### Exercise description
Go to the line below containing "the lock ledger." and print exactly from there through the line containing "account has one.", both included. Print nothing else.

### Supplied records
--------
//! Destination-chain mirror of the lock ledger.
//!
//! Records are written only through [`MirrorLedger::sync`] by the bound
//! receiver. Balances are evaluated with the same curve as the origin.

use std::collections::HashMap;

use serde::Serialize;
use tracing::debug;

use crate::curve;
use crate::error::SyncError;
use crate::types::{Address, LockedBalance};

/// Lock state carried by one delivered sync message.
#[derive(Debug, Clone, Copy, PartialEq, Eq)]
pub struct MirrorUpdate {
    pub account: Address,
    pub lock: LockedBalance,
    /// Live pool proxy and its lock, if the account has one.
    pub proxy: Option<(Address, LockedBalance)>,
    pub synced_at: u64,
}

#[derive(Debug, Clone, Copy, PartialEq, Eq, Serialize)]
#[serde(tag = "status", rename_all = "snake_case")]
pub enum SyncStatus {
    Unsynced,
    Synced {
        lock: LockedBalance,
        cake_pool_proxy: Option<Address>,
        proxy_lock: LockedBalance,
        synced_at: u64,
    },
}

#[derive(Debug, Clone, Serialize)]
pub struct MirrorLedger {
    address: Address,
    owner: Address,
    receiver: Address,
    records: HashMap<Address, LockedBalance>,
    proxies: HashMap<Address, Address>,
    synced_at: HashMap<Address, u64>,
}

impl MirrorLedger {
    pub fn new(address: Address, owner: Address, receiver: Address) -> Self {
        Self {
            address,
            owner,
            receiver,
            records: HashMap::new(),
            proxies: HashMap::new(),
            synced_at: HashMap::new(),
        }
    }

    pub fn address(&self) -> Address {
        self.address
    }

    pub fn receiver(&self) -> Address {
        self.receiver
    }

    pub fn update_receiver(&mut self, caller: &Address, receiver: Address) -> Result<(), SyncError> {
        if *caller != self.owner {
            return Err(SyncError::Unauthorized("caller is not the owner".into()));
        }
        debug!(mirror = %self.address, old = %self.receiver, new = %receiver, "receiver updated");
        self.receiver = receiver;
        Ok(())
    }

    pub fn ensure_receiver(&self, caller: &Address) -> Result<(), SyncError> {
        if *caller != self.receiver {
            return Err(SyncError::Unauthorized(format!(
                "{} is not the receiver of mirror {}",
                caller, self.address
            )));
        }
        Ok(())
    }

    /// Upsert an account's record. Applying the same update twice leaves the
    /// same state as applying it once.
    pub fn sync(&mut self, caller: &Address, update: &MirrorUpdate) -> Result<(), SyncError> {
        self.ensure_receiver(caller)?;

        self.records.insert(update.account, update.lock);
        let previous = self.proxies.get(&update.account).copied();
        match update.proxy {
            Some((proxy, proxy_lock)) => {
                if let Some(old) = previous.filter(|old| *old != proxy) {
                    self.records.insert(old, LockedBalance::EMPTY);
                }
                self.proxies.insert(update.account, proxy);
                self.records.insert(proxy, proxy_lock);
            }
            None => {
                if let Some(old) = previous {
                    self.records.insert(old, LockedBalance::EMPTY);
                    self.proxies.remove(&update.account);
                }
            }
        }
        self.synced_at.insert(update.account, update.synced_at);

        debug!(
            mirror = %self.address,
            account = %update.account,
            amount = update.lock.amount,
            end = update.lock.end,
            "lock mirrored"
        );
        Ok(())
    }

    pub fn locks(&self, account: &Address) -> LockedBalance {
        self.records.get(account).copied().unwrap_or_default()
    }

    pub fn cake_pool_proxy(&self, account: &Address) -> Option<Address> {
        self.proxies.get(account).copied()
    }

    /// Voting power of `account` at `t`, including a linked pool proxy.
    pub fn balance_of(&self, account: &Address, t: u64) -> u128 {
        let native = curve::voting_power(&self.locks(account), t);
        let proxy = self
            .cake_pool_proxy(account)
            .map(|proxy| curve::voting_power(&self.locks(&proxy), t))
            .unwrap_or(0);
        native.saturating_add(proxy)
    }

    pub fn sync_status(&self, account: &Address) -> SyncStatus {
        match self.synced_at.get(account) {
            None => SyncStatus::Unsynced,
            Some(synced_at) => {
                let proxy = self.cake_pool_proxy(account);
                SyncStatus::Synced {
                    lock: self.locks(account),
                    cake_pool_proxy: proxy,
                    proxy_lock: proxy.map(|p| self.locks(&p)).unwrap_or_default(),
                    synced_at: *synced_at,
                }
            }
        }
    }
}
--------
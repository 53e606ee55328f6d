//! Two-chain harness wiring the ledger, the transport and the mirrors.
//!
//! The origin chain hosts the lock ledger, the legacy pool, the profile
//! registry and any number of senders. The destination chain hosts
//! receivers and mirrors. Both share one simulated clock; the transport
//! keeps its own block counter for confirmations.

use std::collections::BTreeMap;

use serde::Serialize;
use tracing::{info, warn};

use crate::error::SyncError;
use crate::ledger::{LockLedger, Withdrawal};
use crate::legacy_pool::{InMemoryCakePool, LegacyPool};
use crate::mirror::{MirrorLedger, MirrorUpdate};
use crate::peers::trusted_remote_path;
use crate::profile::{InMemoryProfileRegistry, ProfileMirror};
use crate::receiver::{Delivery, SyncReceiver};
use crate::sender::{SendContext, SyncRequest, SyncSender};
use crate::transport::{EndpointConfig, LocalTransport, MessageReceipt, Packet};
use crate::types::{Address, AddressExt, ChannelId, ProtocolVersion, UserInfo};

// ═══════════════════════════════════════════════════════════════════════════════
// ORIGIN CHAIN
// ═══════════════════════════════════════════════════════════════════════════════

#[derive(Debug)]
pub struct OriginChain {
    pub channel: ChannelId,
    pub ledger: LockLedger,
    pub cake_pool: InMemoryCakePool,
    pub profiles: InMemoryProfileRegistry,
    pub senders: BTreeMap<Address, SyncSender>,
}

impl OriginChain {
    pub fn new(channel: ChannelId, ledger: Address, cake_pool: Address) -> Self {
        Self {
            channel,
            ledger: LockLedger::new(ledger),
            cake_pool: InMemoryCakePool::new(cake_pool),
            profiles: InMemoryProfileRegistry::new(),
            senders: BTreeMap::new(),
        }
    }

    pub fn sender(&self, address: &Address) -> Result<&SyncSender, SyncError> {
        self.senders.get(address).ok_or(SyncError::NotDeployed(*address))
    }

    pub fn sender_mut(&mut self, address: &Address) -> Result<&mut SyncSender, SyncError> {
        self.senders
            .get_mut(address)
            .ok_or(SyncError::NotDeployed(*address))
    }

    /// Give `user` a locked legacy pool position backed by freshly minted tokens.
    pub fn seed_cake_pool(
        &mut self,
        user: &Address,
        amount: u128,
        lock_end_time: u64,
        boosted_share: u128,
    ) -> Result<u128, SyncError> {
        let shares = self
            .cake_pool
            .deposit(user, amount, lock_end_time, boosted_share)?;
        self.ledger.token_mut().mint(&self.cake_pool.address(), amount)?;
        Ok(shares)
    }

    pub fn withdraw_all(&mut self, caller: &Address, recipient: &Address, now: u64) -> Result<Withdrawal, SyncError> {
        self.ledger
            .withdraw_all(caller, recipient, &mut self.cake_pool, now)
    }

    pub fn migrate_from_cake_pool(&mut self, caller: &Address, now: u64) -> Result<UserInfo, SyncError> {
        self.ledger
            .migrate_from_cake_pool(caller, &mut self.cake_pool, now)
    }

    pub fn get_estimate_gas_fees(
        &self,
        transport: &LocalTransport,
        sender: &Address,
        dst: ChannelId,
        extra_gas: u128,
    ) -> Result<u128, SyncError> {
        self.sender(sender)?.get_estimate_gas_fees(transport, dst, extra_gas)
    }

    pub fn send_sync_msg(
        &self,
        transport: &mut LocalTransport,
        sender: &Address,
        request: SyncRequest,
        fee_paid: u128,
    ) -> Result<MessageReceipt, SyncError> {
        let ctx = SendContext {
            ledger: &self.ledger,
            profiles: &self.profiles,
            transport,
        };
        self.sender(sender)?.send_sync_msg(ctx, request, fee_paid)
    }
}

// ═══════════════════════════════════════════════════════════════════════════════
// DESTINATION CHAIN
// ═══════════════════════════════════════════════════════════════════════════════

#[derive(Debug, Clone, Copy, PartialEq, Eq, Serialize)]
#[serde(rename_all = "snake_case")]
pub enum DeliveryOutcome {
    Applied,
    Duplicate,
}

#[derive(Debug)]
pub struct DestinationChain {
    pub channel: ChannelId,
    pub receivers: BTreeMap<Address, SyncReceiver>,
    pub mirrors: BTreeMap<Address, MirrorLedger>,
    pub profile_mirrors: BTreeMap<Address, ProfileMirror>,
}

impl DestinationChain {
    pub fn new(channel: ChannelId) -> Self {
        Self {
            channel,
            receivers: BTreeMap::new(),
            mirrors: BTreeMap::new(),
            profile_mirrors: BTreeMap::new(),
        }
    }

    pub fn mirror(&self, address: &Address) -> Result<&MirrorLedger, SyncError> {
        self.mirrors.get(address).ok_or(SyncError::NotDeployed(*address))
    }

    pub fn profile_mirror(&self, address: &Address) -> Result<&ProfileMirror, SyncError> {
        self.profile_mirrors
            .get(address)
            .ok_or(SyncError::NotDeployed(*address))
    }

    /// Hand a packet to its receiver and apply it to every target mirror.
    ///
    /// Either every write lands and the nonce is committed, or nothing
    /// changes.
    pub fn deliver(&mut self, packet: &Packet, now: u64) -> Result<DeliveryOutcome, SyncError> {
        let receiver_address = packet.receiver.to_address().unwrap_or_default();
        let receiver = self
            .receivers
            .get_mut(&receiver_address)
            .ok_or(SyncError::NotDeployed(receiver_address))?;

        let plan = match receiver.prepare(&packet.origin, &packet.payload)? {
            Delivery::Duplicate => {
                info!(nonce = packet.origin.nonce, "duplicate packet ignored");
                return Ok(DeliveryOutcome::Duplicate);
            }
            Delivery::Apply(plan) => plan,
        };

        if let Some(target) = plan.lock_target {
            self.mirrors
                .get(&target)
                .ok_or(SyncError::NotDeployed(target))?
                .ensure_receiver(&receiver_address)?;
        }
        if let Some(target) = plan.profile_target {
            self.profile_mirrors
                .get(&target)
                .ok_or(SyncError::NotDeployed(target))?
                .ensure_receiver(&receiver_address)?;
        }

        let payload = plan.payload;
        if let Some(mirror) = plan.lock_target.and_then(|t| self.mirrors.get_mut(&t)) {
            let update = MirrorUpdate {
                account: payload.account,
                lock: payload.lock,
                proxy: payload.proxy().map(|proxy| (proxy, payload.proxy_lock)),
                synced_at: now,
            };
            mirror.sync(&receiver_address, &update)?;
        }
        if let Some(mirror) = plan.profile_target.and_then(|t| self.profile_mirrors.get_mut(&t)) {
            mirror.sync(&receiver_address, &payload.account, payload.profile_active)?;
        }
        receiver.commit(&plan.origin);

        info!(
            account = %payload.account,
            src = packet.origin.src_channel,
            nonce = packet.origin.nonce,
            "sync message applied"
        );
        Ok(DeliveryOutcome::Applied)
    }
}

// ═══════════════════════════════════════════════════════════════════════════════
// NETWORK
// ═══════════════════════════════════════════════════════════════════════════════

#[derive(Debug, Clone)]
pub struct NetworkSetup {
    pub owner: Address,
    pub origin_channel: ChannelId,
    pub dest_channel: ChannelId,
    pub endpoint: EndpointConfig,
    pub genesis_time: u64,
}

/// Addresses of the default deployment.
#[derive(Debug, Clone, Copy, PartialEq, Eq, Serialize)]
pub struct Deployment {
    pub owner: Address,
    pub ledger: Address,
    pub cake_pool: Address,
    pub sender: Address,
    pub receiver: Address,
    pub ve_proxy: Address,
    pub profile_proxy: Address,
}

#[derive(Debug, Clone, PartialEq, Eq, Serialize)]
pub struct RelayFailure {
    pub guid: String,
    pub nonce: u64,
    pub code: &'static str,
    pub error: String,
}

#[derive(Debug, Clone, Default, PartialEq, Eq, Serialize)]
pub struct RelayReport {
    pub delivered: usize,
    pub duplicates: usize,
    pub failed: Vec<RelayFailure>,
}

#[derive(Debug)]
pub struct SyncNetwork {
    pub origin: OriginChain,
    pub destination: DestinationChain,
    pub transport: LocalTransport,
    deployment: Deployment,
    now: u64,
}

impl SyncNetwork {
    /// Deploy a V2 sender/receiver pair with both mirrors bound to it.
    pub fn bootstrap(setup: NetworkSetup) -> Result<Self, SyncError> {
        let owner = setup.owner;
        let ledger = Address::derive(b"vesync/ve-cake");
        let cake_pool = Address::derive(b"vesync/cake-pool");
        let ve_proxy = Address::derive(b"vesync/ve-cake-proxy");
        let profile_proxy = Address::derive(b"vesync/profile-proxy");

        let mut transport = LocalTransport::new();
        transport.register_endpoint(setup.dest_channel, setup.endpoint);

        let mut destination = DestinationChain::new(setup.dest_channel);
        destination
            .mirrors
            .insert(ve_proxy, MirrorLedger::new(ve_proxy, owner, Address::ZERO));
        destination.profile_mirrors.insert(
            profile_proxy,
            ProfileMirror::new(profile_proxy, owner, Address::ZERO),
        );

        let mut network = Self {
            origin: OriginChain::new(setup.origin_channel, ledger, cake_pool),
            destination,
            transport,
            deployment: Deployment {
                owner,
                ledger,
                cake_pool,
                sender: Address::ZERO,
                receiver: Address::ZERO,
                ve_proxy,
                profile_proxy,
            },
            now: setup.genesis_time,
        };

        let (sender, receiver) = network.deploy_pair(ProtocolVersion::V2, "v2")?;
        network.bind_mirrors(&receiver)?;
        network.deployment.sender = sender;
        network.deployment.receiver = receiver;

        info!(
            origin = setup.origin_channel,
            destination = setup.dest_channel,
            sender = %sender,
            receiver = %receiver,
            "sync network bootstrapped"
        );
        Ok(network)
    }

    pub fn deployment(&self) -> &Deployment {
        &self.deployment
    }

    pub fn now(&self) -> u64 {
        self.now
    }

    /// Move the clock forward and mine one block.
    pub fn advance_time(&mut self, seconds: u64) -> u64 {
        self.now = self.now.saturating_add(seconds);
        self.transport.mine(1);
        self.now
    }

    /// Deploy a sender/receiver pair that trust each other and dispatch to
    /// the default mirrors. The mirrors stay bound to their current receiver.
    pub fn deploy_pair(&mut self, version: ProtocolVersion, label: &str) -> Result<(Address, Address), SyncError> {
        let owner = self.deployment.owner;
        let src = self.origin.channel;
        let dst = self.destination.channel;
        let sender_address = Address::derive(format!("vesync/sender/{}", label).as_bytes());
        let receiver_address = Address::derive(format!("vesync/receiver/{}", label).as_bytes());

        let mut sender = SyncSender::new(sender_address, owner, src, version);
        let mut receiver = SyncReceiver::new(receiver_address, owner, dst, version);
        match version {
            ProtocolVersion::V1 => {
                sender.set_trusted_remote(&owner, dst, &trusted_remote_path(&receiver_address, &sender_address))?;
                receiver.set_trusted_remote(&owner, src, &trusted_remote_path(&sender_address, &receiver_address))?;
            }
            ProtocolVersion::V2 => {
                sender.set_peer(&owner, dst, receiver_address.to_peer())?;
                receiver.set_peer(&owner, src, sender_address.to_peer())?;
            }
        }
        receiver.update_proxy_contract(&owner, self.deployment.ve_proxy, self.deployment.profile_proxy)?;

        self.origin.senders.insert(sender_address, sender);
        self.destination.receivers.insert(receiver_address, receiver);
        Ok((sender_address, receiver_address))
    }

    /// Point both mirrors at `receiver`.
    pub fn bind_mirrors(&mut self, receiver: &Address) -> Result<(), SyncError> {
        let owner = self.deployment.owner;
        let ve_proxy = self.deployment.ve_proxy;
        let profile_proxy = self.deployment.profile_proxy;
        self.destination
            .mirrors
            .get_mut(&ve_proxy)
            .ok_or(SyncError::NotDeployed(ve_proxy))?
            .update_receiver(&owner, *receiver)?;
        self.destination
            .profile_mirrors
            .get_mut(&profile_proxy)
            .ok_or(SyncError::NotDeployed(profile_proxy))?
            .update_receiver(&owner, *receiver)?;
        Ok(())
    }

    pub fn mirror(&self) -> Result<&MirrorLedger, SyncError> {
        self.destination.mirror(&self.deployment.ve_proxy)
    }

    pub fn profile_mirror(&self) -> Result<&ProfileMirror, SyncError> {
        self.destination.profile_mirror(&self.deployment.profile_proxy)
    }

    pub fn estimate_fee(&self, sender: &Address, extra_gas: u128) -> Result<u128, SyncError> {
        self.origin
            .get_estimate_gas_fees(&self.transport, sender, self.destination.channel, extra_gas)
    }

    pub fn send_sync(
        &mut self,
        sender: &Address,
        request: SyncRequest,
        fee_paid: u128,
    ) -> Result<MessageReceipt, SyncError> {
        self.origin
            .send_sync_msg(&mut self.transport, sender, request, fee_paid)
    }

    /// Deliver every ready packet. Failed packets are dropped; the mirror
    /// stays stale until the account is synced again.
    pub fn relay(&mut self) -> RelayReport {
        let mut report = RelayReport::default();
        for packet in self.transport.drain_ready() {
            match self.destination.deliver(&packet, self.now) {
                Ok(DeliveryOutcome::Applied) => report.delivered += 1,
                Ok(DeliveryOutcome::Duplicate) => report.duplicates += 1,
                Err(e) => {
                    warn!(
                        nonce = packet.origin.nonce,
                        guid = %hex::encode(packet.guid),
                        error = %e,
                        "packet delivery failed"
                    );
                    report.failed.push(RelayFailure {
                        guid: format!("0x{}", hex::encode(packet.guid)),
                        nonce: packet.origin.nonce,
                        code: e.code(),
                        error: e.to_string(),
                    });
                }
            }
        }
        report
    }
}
--------
### Response for this exercise
//! Destination-chain mirror of the lock ledger.
//!
//! Records are written only through [`MirrorLedger::sync`] by the bound
//! receiver. Balances are evaluated with the same curve as the origin.

use std::collections::HashMap;

use serde::Serialize;
use tracing::debug;

use crate::curve;
use crate::error::SyncError;
use crate::types::{Address, LockedBalance};

/// Lock state carried by one delivered sync message.
#[derive(Debug, Clone, Copy, PartialEq, Eq)]
pub struct MirrorUpdate {
    pub account: Address,
    pub lock: LockedBalance,
    /// Live pool proxy and its lock, if the account has one.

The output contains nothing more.